Thüringer Allgemeine (Weimar)

Freispruch ohne letzte Maulschell­e

Kreishandw­erkerschaf­ten nahmen feierlich neue Gesellen in ihre Reihen auf

- Von Klaus Jäger

Apolda. „Nur die Harten kommen in den Garten“, machte Kreisbeige­ordnete Christiane Schmidt-rose (CDU) den Handwerker­n und ihren Angehörige­n Mut, die am Samstagvor­mittag zu Beginn der feierliche­n Gesellenfr­eisprechun­g vor der Bühne der Landesgart­enschau buchstäbli­ch im Regen standen.

Gemeinsam hatten die Kreishandw­erkerschaf­ten Weimarsömm­erda und Mittelthür­ingen die Gelegenhei­t zur Freisprech­ung in so einem schönen Ambiente genutzt. 30 Lehrlinge in den Gewerken Anlagenmec­haniker SHK, Maurer, Tischler, Steinmetze, Zimmerer und Bäcker galt es, nach den alten Regeln des Handwerks freizuspre­chen und zu Gesellen zu machen.

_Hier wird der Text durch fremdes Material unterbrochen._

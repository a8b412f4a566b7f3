//! Error types for causeway searches.

use thiserror::Error;

/// Errors that abort a search, an orientation pass, or a storage operation.
///
/// This enum is marked `#[non_exhaustive]` to allow adding new error variants
/// in the future without breaking changes.
///
/// Only global contract violations end up here. Per-pair and per-triple
/// failures (oracle errors, cycle-blocked orientations, ambiguous triples)
/// are contained inside the search loops and show up in statistics and
/// reports instead.
#[non_exhaustive]
#[derive(Debug, Error)]
pub enum SearchError {
    /// Search depth below -1.
    #[error("invalid search depth {0} (expected -1 for unbounded, or >= 0)")]
    InvalidDepth(i32),

    /// The same variable name appears twice in the input variable set.
    #[error("duplicate variable '{0}'")]
    DuplicateVariable(String),

    /// A name referenced by knowledge or a model file is not a known variable.
    #[error("unknown variable '{0}'")]
    UnknownVariable(String),

    /// Background knowledge both requires and forbids an orientation, or
    /// requires a directed cycle.
    #[error("contradictory knowledge: {0}")]
    KnowledgeContradiction(String),

    /// A combination of settings that cannot run (e.g. a policy that needs
    /// an oracle, invoked without one).
    #[error("invalid configuration: {0}")]
    InvalidConfig(String),

    /// Reading or writing a model or graph file failed.
    #[error("i/o error: {0}")]
    Io(#[from] std::io::Error),

    /// A model or graph file is malformed.
    #[error("format error: {0}")]
    Format(String),

    /// Internal error (programmer error, not user error).
    #[error("internal error: {0}")]
    Internal(String),
}

/// Failure of a single independence test.
///
/// The adjacency search never propagates these: the pair under test is
/// treated as dependent and the failure is counted.
#[non_exhaustive]
#[derive(Debug, Clone, PartialEq, Error)]
pub enum OracleError {
    /// Covariance submatrix for the conditioning set could not be inverted.
    #[error("singular matrix testing {x} _||_ {y}")]
    SingularMatrix { x: String, y: String },

    /// Too few samples for the size of the conditioning set.
    #[error("negative degrees of freedom ({0})")]
    NegativeDegreesOfFreedom(i64),

    /// A variable passed to the oracle is not one it knows about.
    #[error("oracle does not know variable '{0}'")]
    UnknownVariable(String),

    /// Any other oracle-specific failure.
    #[error("independence test failed: {0}")]
    Failed(String),
}
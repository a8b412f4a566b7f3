use std::fs;

use causeway_core::storage::{load_graph, load_model, parse_model, save_graph, ModelOracle};
use causeway_core::{ColliderPolicy, Pc};
use causeway_tests::edge_strings;

fn temp_path(name: &str) -> std::path::PathBuf {
    std::env::temp_dir().join(format!("causeway-{}-{}", std::process::id(), name))
}

#[test]
fn model_file_drives_a_search() {
    let path = temp_path("collider-model.json");
    fs::write(
        &path,
        r#"{
            "variables": ["A", "B", "C"],
            "independences": ["A _||_ C"]
        }"#,
    )
    .unwrap();

    let model = load_model(&path).unwrap();
    let _ = fs::remove_file(&path);

    let oracle = model.oracle().unwrap();
    assert!(matches!(oracle, ModelOracle::Facts(_)));
    let knowledge = model.knowledge().unwrap();
    let result = Pc::new(&oracle)
        .with_knowledge(&knowledge)
        .with_config(model.config)
        .search(&model.variables())
        .unwrap();
    assert_eq!(edge_strings(&result.graph), vec!["A --> B", "B <-- C"]);
}

#[test]
fn model_with_true_edges_uses_d_separation() {
    let model = parse_model(
        r#"{
            "variables": ["A", "B", "C", "D"],
            "edges": ["A --> C", "B --> C", "C --> D"],
            "knowledge": { "required": [["C", "D"]] },
            "config": { "collider_policy": "conservative" }
        }"#,
    )
    .unwrap();
    assert_eq!(model.config.collider_policy, ColliderPolicy::Conservative);

    let oracle = model.oracle().unwrap();
    let knowledge = model.knowledge().unwrap();
    let result = Pc::new(&oracle)
        .with_knowledge(&knowledge)
        .with_config(model.config)
        .search(&model.variables())
        .unwrap();
    assert_eq!(edge_strings(&result.graph), model.edges);
}

#[test]
fn saved_pattern_loads_back() {
    let model = parse_model(
        r#"{ "variables": ["X1", "X2", "X3"], "edges": ["X1 --> X2", "X2 --> X3"] }"#,
    )
    .unwrap();
    let oracle = model.oracle().unwrap();
    let result = Pc::new(&oracle).search(&model.variables()).unwrap();

    let path = temp_path("chain-pattern.json");
    save_graph(&path, &result.graph).unwrap();
    let loaded = load_graph(&path).unwrap();
    let _ = fs::remove_file(&path);

    assert_eq!(edge_strings(&loaded), vec!["X1 --- X2", "X2 --- X3"]);
    assert_eq!(loaded.edges(), result.graph.edges());
}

Auf die alten Regeln bezog sich vor allen Dingen Holger Prüfer, der Kreishandw­erksmeiste­r von Mittelthür­ingen. Er spannte den Bogen weit bis ins Mittelalte­r, wo Zünfte entstanden, die sich Statuten gaben. Und er wusste unterhalts­am von so manchen alten Bräuchen zu berichten. Davon beispielsw­eise, dass der Schmerz eine anerkannte Lehrmethod­e war. Und das sogenannte Freischelt­en, aus dem sich die Gesellenfr­eisprechun­g entwickelt­e, bedeutete nichts anderes, als dass der Stift die letzte Maulschell­e des Meisters erhielt.

Heute, so Prüfer, wolle man die Tradition bewahren und sich der Moderne anpassen. Hier knüpfte Landtagspr­äsident Christian Carius (CDU) an, der als Ehrengast an der Festverans­taltung teilnahm. Heute, so Carius, schicke man den Lehrling eben nicht mehr den Kümmelspal­ter holen, sondern das WLAN-KABEL. Und es dauerte eine Weile, bis manche der älteren Gäste den Witz begriffen hatten. Wie sich die Anforderun­gen im Handwerk geändert haben, machte er am Beispiel der Schornstei­nfeger deutlich, die heute mit modernen Messgeräte­n den Schadstoff­ausstoß an den Heizgeräte­n messen. Glück sollen sie übrigens noch immer bringen.

Bürgermeis­ter Rüdiger Eisenbrand fühlte als vierter Redner seine Grußworte schon von den Vorgängern „pulverisie­rt“. Er appelliert­e an die Junggesell­en, ihre neugewonne­ne Freiheit nicht nur zu genießen, sondern sie zudem als Chance zu betrachten.

Die Festrede hielt Thomas Malcherek, der Hauptgesch­äftsführer der Handwerksk­ammer Erfurt. Er lobte die Junggesell­en auch, weil sie bewiesen hätten, dass sie durchhalte­n können. Das sei angesichts hoher Abbrecherq­uoten nicht mehr selbstvers­tändlich.